Sénégal : la solidité collective avant tout
Le Sénégal arrive en demi-finale avec un statut clair de favori. Les Lions de la Teranga ont construit leur parcours sur une défense rigoureuse et une gestion maîtrisée des temps faibles. Malgré l’absence notable de Yves Bissouma, suspendu, l’équipe conserve un équilibre collectif impressionnant.
Offensivement, Iliman Ndiaye et Ismaïla Sarr apportent de la vitesse et de la créativité, tandis que la charnière centrale reste l’une des plus solides du tournoi. Cependant, le Sénégal devra éviter toute perte de concentration face à une équipe égyptienne très opportuniste.

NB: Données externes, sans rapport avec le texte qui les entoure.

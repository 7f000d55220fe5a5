//! Incremental reconstruction of one streamed response.

use crate::display::DisplaySink;
use crate::error::{ParleyError, Result};
use crate::store::MessageStore;
use crate::types::{FinishReason, Message, StreamEvent};

/// Accumulator for a function call being built up across deltas.
///
/// Lives for the duration of one stream; resolved into a completed call or
/// discarded when the stream ends without one.
#[derive(Debug, Clone, Default)]
pub struct PendingFunctionCall {
    pub name: String,
    /// Argument text concatenated in arrival order.
    pub arguments: String,
}

/// Folds stream events into either accumulated text or an accumulating
/// function-call record.
///
/// Holds no state across streams: construct one per stream. Events are
/// processed strictly in arrival order with no buffering beyond the two
/// accumulators.
#[derive(Debug, Default)]
pub struct StreamAssembler {
    text: String,
    call: Option<PendingFunctionCall>,
}

impl StreamAssembler {
    pub fn new() -> Self {
        Self::default()
    }

    /// Process one event.
    ///
    /// Returns `Some(reason)` when the stream terminated. Text deltas are
    /// accumulated, not flushed; the accumulated text moves into `store`
    /// only when a function-call delta arrives (the assistant message is
    /// complete at that point) or when the caller flushes after the stream
    /// ends.
    pub fn apply(
        &mut self,
        event: StreamEvent,
        store: &mut MessageStore,
        sink: &dyn DisplaySink,
    ) -> Result<Option<FinishReason>> {
        match event {
            StreamEvent::TextDelta(text) => {
                sink.text_delta(&text);
                self.text.push_str(&text);
                Ok(None)
            }
            StreamEvent::FunctionCallNameDelta(name) => {
                match self.call.as_mut() {
                    Some(call) => call.name.push_str(&name),
                    None => {
                        // the assistant message, if any, is finished now
                        self.flush_text(store)?;
                        sink.function_call_start(&name);
                        self.call = Some(PendingFunctionCall {
                            name,
                            arguments: String::new(),
                        });
                    }
                }
                Ok(None)
            }
            StreamEvent::FunctionCallArgsDelta(arguments) => {
                let call = self.call.as_mut().ok_or_else(|| {
                    ParleyError::Protocol(
                        "function call arguments arrived before a function name".to_string(),
                    )
                })?;
                sink.function_call_arguments(&arguments);
                call.arguments.push_str(&arguments);
                Ok(None)
            }
            StreamEvent::Finish(reason) => Ok(Some(reason)),
        }
    }

    /// Move any non-empty pending text into the store as a completed
    /// assistant message.
    pub fn flush_text(&mut self, store: &mut MessageStore) -> Result<()> {
        if !self.text.trim().is_empty() {
            store.append(Message::assistant(std::mem::take(&mut self.text)))?;
        } else {
            self.text.clear();
        }
        Ok(())
    }

    /// Take the completed function call, if one was established.
    pub fn take_call(&mut self) -> Option<PendingFunctionCall> {
        self.call.take().filter(|c| !c.name.is_empty())
    }
}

Égypte : l’expérience des grands rendez-vous
En face, l’Égypte s’appuie sur une arme principale : son expérience historique. Les Pharaons savent gérer la pression des matchs à élimination directe. Leur parcours n’a pas toujours été spectaculaire, mais il s’est révélé efficace.
Mohamed Salah reste évidemment le joueur clé. Même lorsqu’il se montre discret, il peut faire basculer une rencontre sur une seule action. Autour de lui, l’Égypte mise sur un bloc compact et une capacité à frapper dans les moments cruciaux. Néanmoins, la fragilité défensive observée lors des matchs précédents pourrait poser problème face à l’intensité sénégalaise.
Maroc – Nigeria : un choc explosif et imprévisible
La seconde demi-finale oppose deux équipes au profil très différent, mais au potentiel offensif redoutable.
Maroc : la pression du pays hôte
Le Maroc, soutenu par tout un pays, porte une lourde responsabilité. Les Lions de l’Atlas ont affiché une grande maîtrise tactique depuis le début du tournoi. Leur défense bien organisée et leur capacité à contrôler le rythme constituent leurs principaux atouts.
Des joueurs comme Achraf Hakimi et Hakim Ziyech donnent au Maroc une vraie capacité à accélérer le jeu sur les côtés. Toutefois, cette équipe devra gérer la pression du public et éviter toute fébrilité, car le Nigeria excelle dans les transitions rapides.
Nigeria : puissance et efficacité offensive
Le Nigeria avance sans complexe dans cette CAN. Les Super Eagles ont impressionné par leur intensité physique et leur efficacité devant le but. Victor Osimhen, très en vue, incarne parfaitement cette équipe agressive et directe.
Avec des joueurs capables de faire la différence individuellement et un pressing constant, le Nigeria peut déstabiliser n’importe quelle défense. Cependant, son jeu parfois trop vertical laisse des espaces, ce qui pourrait profiter au Maroc s’il parvient à imposer son tempo.
Quelles équipes ont le plus de chances d’atteindre la finale ?
À ce stade de la compétition, les écarts restent minimes, mais certaines tendances se dégagent clairement.
Avantage léger pour le Sénégal et le Maroc
Le Sénégal semble disposer d’un léger avantage grâce à sa stabilité collective et son expérience récente des finales. De son côté, le Maroc, porté par son public, paraît capable de gérer la pression et d’imposer son jeu.
Cependant, l’Égypte et le Nigeria restent des outsiders extrêmement dangereux. Leur capacité à exploiter la moindre faille peut totalement renverser les pronostics.
Une fin de tournoi sous très haute intensité
Ces demi-finales promettent des rencontres tendues, physiques et tactiques. Aucun favori ne peut se permettre la moindre approximation. Plus que jamais, la gestion des émotions, la discipline tactique et l’efficacité devant le but feront la différence. Une chose est certaine : la CAN 2026 s’apprête à livrer un dernier acte spectaculaire.